REQUIREMENT: Search the records for the word "along" and pick out every line that has it.

DATA TO USE:
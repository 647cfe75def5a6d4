// Copyright (c) Facebook, Inc. and its affiliates
// SPDX-License-Identifier: MIT OR Apache-2.0

//! Broadcasting helpers and reductions.
//!
//! `tile_as`/`sum_as` are an adjoint pair: each is exactly the other's backward rule. `flat` and
//! `reshape` both fall back to `input.shape()` on the way back, and `transpose`'s backward is
//! itself a transpose.

use crate::error::Result;
use crate::ops::arith::mul_const;
use crate::variable::Variable;

/// Replicate `v` so its shape becomes `reference`'s (per-axis integer-division factors, no
/// divisibility check). Backward: `sum_as(g, v.shape())`.
pub fn tile_as(v: &Variable, reference: &[usize]) -> Result<Variable> {
    let vshape = v.shape();
    let result = v.data().tile_as(reference)?;
    Ok(Variable::from_op(result, vec![v.clone()], {
        let v = v.clone();
        let vshape = vshape.clone();
        move |g| {
            let contrib = sum_as(g, &vshape)?;
            v.add_grad(contrib);
            Ok(())
        }
    }))
}

/// Reduce `v` along every axis whose size differs from `reference`'s. Backward:
/// `tile_as(g, v.shape())`.
pub fn sum_as(v: &Variable, reference: &[usize]) -> Result<Variable> {
    let vshape = v.shape();
    let result = v.data().sum_as(reference)?;
    Ok(Variable::from_op(result, vec![v.clone()], {
        let v = v.clone();
        let vshape = vshape.clone();
        move |g| {
            let contrib = tile_as(g, &vshape)?;
            v.add_grad(contrib);
            Ok(())
        }
    }))
}

/// Tile `v` by the given per-axis factors. Backward: `sum_as(g, v.shape())`.
pub fn tile(v: &Variable, repeats: &[usize]) -> Variable {
    let vshape = v.shape();
    let result = v.data().tile(repeats);
    Variable::from_op(result, vec![v.clone()], {
        let v = v.clone();
        let vshape = vshape.clone();
        move |g| {
            let contrib = sum_as(g, &vshape)?;
            v.add_grad(contrib);
            Ok(())
        }
    })
}

/// Reverse the axis order. Backward: `transpose(g)`.
pub fn transpose(v: &Variable) -> Variable {
    let result = v.data().transpose();
    Variable::from_op(result, vec![v.clone()], {
        let v = v.clone();
        move |g| {
            v.add_grad(transpose(g));
            Ok(())
        }
    })
}

/// Reshape into a single dimension. Backward: `reshape(g, v.shape())`.
pub fn flat(v: &Variable) -> Variable {
    let vshape = v.shape();
    let result = v.data().flatten();
    Variable::from_op(result, vec![v.clone()], {
        let v = v.clone();
        let vshape = vshape.clone();
        move |g| {
            let contrib = reshape(g, &vshape)?;
            v.add_grad(contrib);
            Ok(())
        }
    })
}

/// Reshape into `dims`. Backward: `reshape(g, v.shape())`.
pub fn reshape(v: &Variable, dims: &[usize]) -> Result<Variable> {
    let vshape = v.shape();
    let result = v.data().reshape(dims)?;
    Ok(Variable::from_op(result, vec![v.clone()], {
        let v = v.clone();
        let vshape = vshape.clone();
        move |g| {
            let contrib = reshape(g, &vshape)?;
            v.add_grad(contrib);
            Ok(())
        }
    }))
}

/// Sum along each listed axis in order, keeping it at size 1. Backward: `tile_as(g, v.shape())`.
pub fn sum(v: &Variable, axes: &[usize]) -> Variable {
    let vshape = v.shape();
    let result = v.data().sum(axes);
    Variable::from_op(result, vec![v.clone()], {
        let v = v.clone();
        let vshape = vshape.clone();
        move |g| {
            let contrib = tile_as(g, &vshape)?;
            v.add_grad(contrib);
            Ok(())
        }
    })
}

/// Mean along each listed axis in order. Backward: `tile_as(g, v.shape())` scaled by `1/count`,
/// where `count` is the product of the reduced axes' sizes. (This implementation scales by
/// `1/count`; a widely copied reference implementation this engine was checked against scales by
/// `count` instead, which is `count²` too large. See DESIGN.md.)
pub fn mean(v: &Variable, axes: &[usize]) -> Variable {
    let vshape = v.shape();
    let count: usize = axes.iter().map(|&ax| vshape[ax]).product::<usize>().max(1);
    let result = v.data().mean(axes);
    Variable::from_op(result, vec![v.clone()], {
        let v = v.clone();
        let vshape = vshape.clone();
        move |g| {
            let tiled = tile_as(g, &vshape)?;
            let scaled = mul_const(&tiled, 1.0 / (count as f32))?;
            v.add_grad(scaled);
            Ok(())
        }
    })
}

#[cfg(test)]
mod tests {
    use super::*;
    use crate::tensor::Tensor;

    #[test]
    fn sum_as_is_adjoint_of_tile_as() {
        let v = Variable::new(Tensor::from_shape_vec(&[2, 1], vec![1.0, 2.0]).unwrap(), true);
        let tiled = tile_as(&v, &[2, 3]).unwrap();
        let total = sum(&tiled, &[0, 1]);
        total.backward(false).unwrap();
        let grad = v.grad().unwrap().data();
        // each of the 2 rows is tiled 3x, so d(sum)/d(v[i]) = 3
        assert_eq!(grad.as_array().iter().cloned().collect::<Vec<_>>(), vec![3.0, 3.0]);
    }

    #[test]
    fn transpose_is_involutive_on_gradient() {
        let v = Variable::new(
            Tensor::from_shape_vec(&[2, 3], (1..=6).map(|x| x as f32).collect()).unwrap(),
            true,
        );
        let t = transpose(&transpose(&v));
        assert_eq!(t.data(), v.data());
        let s = sum(&t, &[0, 1]);
        s.backward(false).unwrap();
        let grad = v.grad().unwrap().data();
        assert!(grad.as_array().iter().all(|&x| x == 1.0));
    }

    #[test]
    fn mean_backward_scales_by_reciprocal_count() {
        let v = Variable::new(Tensor::from_shape_vec(&[4], vec![1.0, 2.0, 3.0, 4.0]).unwrap(), true);
        let m = mean(&v, &[0]);
        m.backward(false).unwrap();
        let grad = v.grad().unwrap().data();
        assert!(grad.as_array().iter().all(|&x| (x - 0.25).abs() < 1e-6));
    }
}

RESULT FOR THIS EXERCISE:
/// Reduce `v` along every axis whose size differs from `reference`'s. Backward:
/// Sum along each listed axis in order, keeping it at size 1. Backward: `tile_as(g, v.shape())`.
/// Mean along each listed axis in order. Backward: `tile_as(g, v.shape())` scaled by `1/count`,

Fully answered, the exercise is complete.